* [RECORDS SUPPLIED]:
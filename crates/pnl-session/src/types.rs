//! Core session types
//!
//! Defines the session record and the values exchanged with callers:
//! - Lifecycle states and profiles
//! - Task intents
//! - Upload and output references
//! - Status reports

use chrono::{DateTime, Duration, Utc};
use pnl_grid::{CircuitGrid, Violation};
use pnl_model::{FieldKey, SessionId, TaskId, TemplateDescriptor};
use pnl_resolver::{AuditTrail, ParameterStore};
use serde::{Deserialize, Serialize};
use std::collections::BTreeMap;
use std::fmt;

/// Lifecycle state of a task session
#[derive(Debug, Clone, Copy, PartialEq, Eq, Hash, Serialize, Deserialize)]
#[serde(rename_all = "snake_case")]
pub enum SessionState {
    /// No task running for the conversation
    Idle,
    /// Gathering mandatory fields
    Collecting,
    /// All mandatory fields present
    Ready,
    /// User asked to build; awaiting export
    Confirming,
    /// Export boundary running
    Building,
    /// Completed, cancelled or closed (terminal)
    Finished,
    /// Idle past the timeout (terminal)
    Expired,
}

impl SessionState {
    /// Every state
    pub const ALL: [Self; 7] = [
        Self::Idle,
        Self::Collecting,
        Self::Ready,
        Self::Confirming,
        Self::Building,
        Self::Finished,
        Self::Expired,
    ];

    /// Check if state is terminal
    #[inline]
    #[must_use]
    pub const fn is_terminal(self) -> bool {
        matches!(self, Self::Finished | Self::Expired)
    }

    /// Whether observations may be applied in this state
    #[inline]
    #[must_use]
    pub const fn accepts_observations(self) -> bool {
        matches!(self, Self::Collecting | Self::Ready)
    }

    /// Whether a snapshot may be exported in this state
    #[inline]
    #[must_use]
    pub const fn exposes_snapshot(self) -> bool {
        matches!(self, Self::Ready | Self::Confirming | Self::Building)
    }
}

impl fmt::Display for SessionState {
    fn fmt(&self, f: &mut fmt::Formatter<'_>) -> fmt::Result {
        let s = match self {
            Self::Idle => "idle",
            Self::Collecting => "collecting",
            Self::Ready => "ready",
            Self::Confirming => "confirming",
            Self::Building => "building",
            Self::Finished => "finished",
            Self::Expired => "expired",
        };
        f.write_str(s)
    }
}

/// Retention behavior sharing the one state machine
#[derive(Debug, Clone, Copy, PartialEq, Eq, Hash, Default, Serialize, Deserialize)]
#[serde(rename_all = "snake_case")]
pub enum LifecycleProfile {
    /// Purged on terminal state, expires when idle
    #[default]
    Ephemeral,
    /// Kept after terminal state and across restarts, never expires
    Persistent,
}

/// Deliverable the user asked for
#[derive(Debug, Clone, Copy, PartialEq, Eq, Hash, Serialize, Deserialize)]
#[serde(rename_all = "snake_case")]
pub enum TaskIntent {
    /// Panel schedule
    PanelSchedule,
    /// One-line diagram
    OneLine,
    /// Power plan
    PowerPlan,
    /// Lighting plan
    LightingPlan,
    /// Site plan
    SitePlan,
    /// Detail sheets
    Details,
    /// No task detected
    None,
}

impl TaskIntent {
    /// Whether the intent opens a task session
    #[inline]
    #[must_use]
    pub const fn starts_task(self) -> bool {
        !matches!(self, Self::None)
    }
}

impl fmt::Display for TaskIntent {
    fn fmt(&self, f: &mut fmt::Formatter<'_>) -> fmt::Result {
        let s = match self {
            Self::PanelSchedule => "panel_schedule",
            Self::OneLine => "one_line",
            Self::PowerPlan => "power_plan",
            Self::LightingPlan => "lighting_plan",
            Self::SitePlan => "site_plan",
            Self::Details => "details",
            Self::None => "none",
        };
        f.write_str(s)
    }
}

/// Kind of material handed in by the surface
#[derive(Debug, Clone, Copy, PartialEq, Eq, Serialize, Deserialize)]
#[serde(rename_all = "snake_case")]
pub enum UploadKind {
    /// Photo of a panelboard or existing schedule
    Image,
    /// Blank form template
    Template,
    /// Any other document
    Document,
}

/// Reference to uploaded material (the bytes live elsewhere)
#[derive(Debug, Clone, PartialEq, Eq, Serialize, Deserialize)]
pub struct UploadRef {
    /// Display name
    pub name: String,
    /// What it is
    pub kind: UploadKind,
    /// Where the surface stored it
    pub location: String,
}

impl UploadRef {
    /// Image upload
    #[must_use]
    pub fn image(name: impl Into<String>, location: impl Into<String>) -> Self {
        Self {
            name: name.into(),
            kind: UploadKind::Image,
            location: location.into(),
        }
    }
}

/// Reference to a deliverable produced by the export boundary
#[derive(Debug, Clone, PartialEq, Eq, Serialize, Deserialize)]
pub struct OutputRef {
    /// Display name
    pub name: String,
    /// Where the export boundary put it
    pub location: String,
}

impl OutputRef {
    /// Create output reference
    #[must_use]
    pub fn new(name: impl Into<String>, location: impl Into<String>) -> Self {
        Self {
            name: name.into(),
            location: location.into(),
        }
    }
}

/// Status report for polling surfaces
#[derive(Debug, Clone, PartialEq, Serialize, Deserialize)]
pub struct SessionStatus {
    /// Task
    pub task_id: TaskId,
    /// Conversation
    pub session_id: SessionId,
    /// Current state
    pub state: SessionState,
    /// Mandatory fields still without a value
    pub missing_fields: Vec<FieldKey>,
    /// Structural grid problems
    pub violations: Vec<Violation>,
    /// Fields with a credible competing reading
    pub needs_review: Vec<FieldKey>,
    /// Upload each current value was read from, where known
    #[serde(default, skip_serializing_if = "BTreeMap::is_empty")]
    pub value_sources: BTreeMap<FieldKey, String>,
    /// Last command or observation
    pub last_activity_at: DateTime<Utc>,
}

/// Record of one task session
///
/// This is also the persisted form: one record per task id.
#[derive(Debug, Clone, PartialEq, Serialize, Deserialize)]
pub struct TaskSession {
    /// Task
    pub task_id: TaskId,
    /// Conversation
    pub session_id: SessionId,
    /// Deliverable requested
    pub intent: TaskIntent,
    /// Retention behavior
    pub profile: LifecycleProfile,
    /// Lifecycle state
    pub state: SessionState,
    /// Creation time
    pub created_at: DateTime<Utc>,
    /// Last command or observation
    pub last_activity_at: DateTime<Utc>,
    /// Template read when collection began
    pub template: TemplateDescriptor,
    /// Current best values
    pub parameter_store: ParameterStore,
    /// Resolution history
    pub audit: AuditTrail,
    /// Uploaded material
    pub upload_refs: Vec<UploadRef>,
    /// Delivered outputs
    pub output_refs: Vec<OutputRef>,
}

impl TaskSession {
    /// Fresh session in `Collecting`
    #[must_use]
    pub fn new(
        session_id: SessionId,
        intent: TaskIntent,
        profile: LifecycleProfile,
        template: TemplateDescriptor,
        audit_capacity: usize,
        now: DateTime<Utc>,
    ) -> Self {
        Self {
            task_id: TaskId::new(),
            session_id,
            intent,
            profile,
            state: SessionState::Collecting,
            created_at: now,
            last_activity_at: now,
            template,
            parameter_store: ParameterStore::new(),
            audit: AuditTrail::with_capacity(audit_capacity),
            upload_refs: Vec::new(),
            output_refs: Vec::new(),
        }
    }

    /// Mandatory fields still without a value
    #[must_use]
    pub fn missing_fields(&self) -> Vec<FieldKey> {
        self.parameter_store
            .missing(&self.template.mandatory_keys())
    }

    /// Whether every mandatory field holds a value
    #[must_use]
    pub fn has_all_mandatory(&self) -> bool {
        self.missing_fields().is_empty()
    }

    /// Structural violations; empty until the circuit count is known
    #[must_use]
    pub fn violations(&self) -> Vec<Violation> {
        CircuitGrid::from_store(&self.parameter_store, &self.template)
            .map(|grid| grid.validate())
            .unwrap_or_default()
    }

    /// Whether the idle timeout has elapsed; persistent sessions never expire
    #[must_use]
    pub fn is_idle_expired(&self, now: DateTime<Utc>, timeout: Duration) -> bool {
        self.profile == LifecycleProfile::Ephemeral
            && !self.state.is_terminal()
            && now - self.last_activity_at > timeout
    }

    /// Refresh the activity clock
    #[inline]
    pub fn touch(&mut self, now: DateTime<Utc>) {
        if now > self.last_activity_at {
            self.last_activity_at = now;
        }
    }

    /// Destroy every field, reference and audit entry
    pub fn purge(&mut self) {
        self.parameter_store.clear();
        self.audit.clear();
        self.upload_refs.clear();
        self.output_refs.clear();
    }

    /// Status report
    #[must_use]
    pub fn status(&self) -> SessionStatus {
        let live = !self.state.is_terminal() || self.profile == LifecycleProfile::Persistent;
        SessionStatus {
            task_id: self.task_id,
            session_id: self.session_id.clone(),
            state: self.state,
            missing_fields: if live { self.missing_fields() } else { Vec::new() },
            violations: if live { self.violations() } else { Vec::new() },
            needs_review: if live {
                self.audit.needs_review(&self.parameter_store)
            } else {
                Vec::new()
            },
            value_sources: if live {
                self.parameter_store
                    .sources()
                    .map(|(key, source)| (key, source.to_owned()))
                    .collect()
            } else {
                BTreeMap::new()
            },
            last_activity_at: self.last_activity_at,
        }
    }
}

#[cfg(test)]
mod tests {
    use super::*;
    use chrono::TimeZone;

    fn session(profile: LifecycleProfile) -> TaskSession {
        TaskSession::new(
            SessionId::new("tab").unwrap(),
            TaskIntent::PanelSchedule,
            profile,
            TemplateDescriptor::three_phase(),
            16,
            Utc.with_ymd_and_hms(2024, 1, 1, 0, 0, 0).unwrap(),
        )
    }

    #[test]
    fn fresh_session_misses_every_mandatory_field() {
        let s = session(LifecycleProfile::Ephemeral);
        assert_eq!(s.state, SessionState::Collecting);
        assert_eq!(s.missing_fields(), s.template.mandatory_keys());
        assert!(s.violations().is_empty());
    }

    #[test]
    fn idle_expiry_is_strictly_after_timeout() {
        let s = session(LifecycleProfile::Ephemeral);
        let day = Duration::hours(24);
        assert!(!s.is_idle_expired(s.last_activity_at + day, day));
        assert!(s.is_idle_expired(s.last_activity_at + day + Duration::seconds(1), day));
    }

    #[test]
    fn persistent_sessions_do_not_expire() {
        let s = session(LifecycleProfile::Persistent);
        assert!(!s.is_idle_expired(s.last_activity_at + Duration::days(30), Duration::hours(24)));
    }

    #[test]
    fn touch_never_moves_backwards() {
        let mut s = session(LifecycleProfile::Ephemeral);
        let before = s.last_activity_at;
        s.touch(before - Duration::minutes(5));
        assert_eq!(s.last_activity_at, before);
    }

    #[test]
    fn intent_none_does_not_start_tasks() {
        assert!(!TaskIntent::None.starts_task());
        assert!(TaskIntent::OneLine.starts_task());
    }
}
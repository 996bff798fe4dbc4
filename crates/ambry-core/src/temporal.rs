//! # Temporal Types — UTC-Only Timestamps
//!
//! Defines [`Timestamp`], a UTC-only timestamp truncated to whole seconds.
//!
//! HTTP validators and cache ages carry one-second resolution, so every
//! instant in the system is normalized to seconds at construction. The same
//! instant renders as RFC 3339 (`2026-01-15T12:00:00Z`) for JSON bodies and
//! as an HTTP-date (`Thu, 15 Jan 2026 12:00:00 GMT`) for the
//! `Last-Modified` header — the two renderings can never disagree about
//! sub-second detail because there is none.

use chrono::{DateTime, Duration, Timelike, Utc};
use serde::{Deserialize, Serialize};
use thiserror::Error;

/// A UTC-only timestamp, truncated to seconds precision.
///
/// # Construction
///
/// - [`Timestamp::now()`] — current UTC time, truncated.
/// - [`Timestamp::from_utc()`] — from a `DateTime<Utc>`, truncating sub-seconds.
/// - [`Timestamp::parse()`] — from an RFC 3339 string, rejecting non-UTC offsets.
#[derive(Debug, Clone, Copy, PartialEq, Eq, PartialOrd, Ord, Hash, Serialize, Deserialize)]
pub struct Timestamp(DateTime<Utc>);

/// Error constructing a [`Timestamp`].
#[derive(Error, Debug)]
pub enum TimestampError {
    /// The input did not parse as RFC 3339.
    #[error("invalid RFC 3339 timestamp {input:?}: {reason}")]
    InvalidFormat {
        /// The rejected input.
        input: String,
        /// Parser diagnostic.
        reason: String,
    },

    /// The input carried a non-Z timezone offset.
    #[error("timestamp must use Z suffix (UTC only), got: {0:?}")]
    NonUtcOffset(String),
}

impl Timestamp {
    /// Create a timestamp from the current UTC time, truncated to seconds.
    pub fn now() -> Self {
        Self(truncate_to_seconds(Utc::now()))
    }

    /// Create a timestamp from a `chrono::DateTime<Utc>`, truncating sub-seconds.
    pub fn from_utc(dt: DateTime<Utc>) -> Self {
        Self(truncate_to_seconds(dt))
    }

    /// Parse a timestamp from an RFC 3339 string.
    ///
    /// **Rejects non-UTC inputs.** Only the `Z` suffix is accepted — even
    /// `+00:00`, which is semantically equivalent, is rejected so that a
    /// given instant has exactly one accepted spelling.
    pub fn parse(s: &str) -> Result<Self, TimestampError> {
        if !s.ends_with('Z') {
            return Err(TimestampError::NonUtcOffset(s.to_string()));
        }
        let dt = DateTime::parse_from_rfc3339(s).map_err(|e| TimestampError::InvalidFormat {
            input: s.to_string(),
            reason: e.to_string(),
        })?;
        Ok(Self(truncate_to_seconds(dt.with_timezone(&Utc))))
    }

    /// The timestamp `secs` seconds after this one.
    ///
    /// Saturates at the representable bounds rather than wrapping; token
    /// lifetimes are policy-capped long before that matters.
    pub fn plus_seconds(&self, secs: i64) -> Self {
        Self(
            self.0
                .checked_add_signed(Duration::seconds(secs))
                .unwrap_or(DateTime::<Utc>::MAX_UTC),
        )
    }

    /// Access the inner `DateTime<Utc>`.
    pub fn as_datetime(&self) -> &DateTime<Utc> {
        &self.0
    }

    /// Returns the Unix epoch timestamp in seconds.
    pub fn epoch_secs(&self) -> i64 {
        self.0.timestamp()
    }

    /// Render as RFC 3339 with Z suffix (e.g., `2026-01-15T12:00:00Z`).
    pub fn to_rfc3339(&self) -> String {
        self.0.format("%Y-%m-%dT%H:%M:%SZ").to_string()
    }

    /// Render as an IMF-fixdate for HTTP headers
    /// (e.g., `Thu, 15 Jan 2026 12:00:00 GMT`).
    pub fn to_http_date(&self) -> String {
        self.0.format("%a, %d %b %Y %H:%M:%S GMT").to_string()
    }
}

impl std::fmt::Display for Timestamp {
    fn fmt(&self, f: &mut std::fmt::Formatter<'_>) -> std::fmt::Result {
        f.write_str(&self.to_rfc3339())
    }
}

/// Truncate a `DateTime<Utc>` to seconds precision (discard nanoseconds).
fn truncate_to_seconds(dt: DateTime<Utc>) -> DateTime<Utc> {
    dt.with_nanosecond(0).unwrap_or(dt)
}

* [EXERCISE]: Copy out the lines above exactly, beginning at the one that contains "surface stored it" and ending at the one that contains "by the export boundary".

* [ANSWER TO THIS EXERCISE]:
    /// Where the surface stored it
    pub location: String,
}

impl UploadRef {
    /// Image upload
    #[must_use]
    pub fn image(name: impl Into<String>, location: impl Into<String>) -> Self {
        Self {
            name: name.into(),
            kind: UploadKind::Image,
            location: location.into(),
        }
    }
}

/// Reference to a deliverable produced by the export boundary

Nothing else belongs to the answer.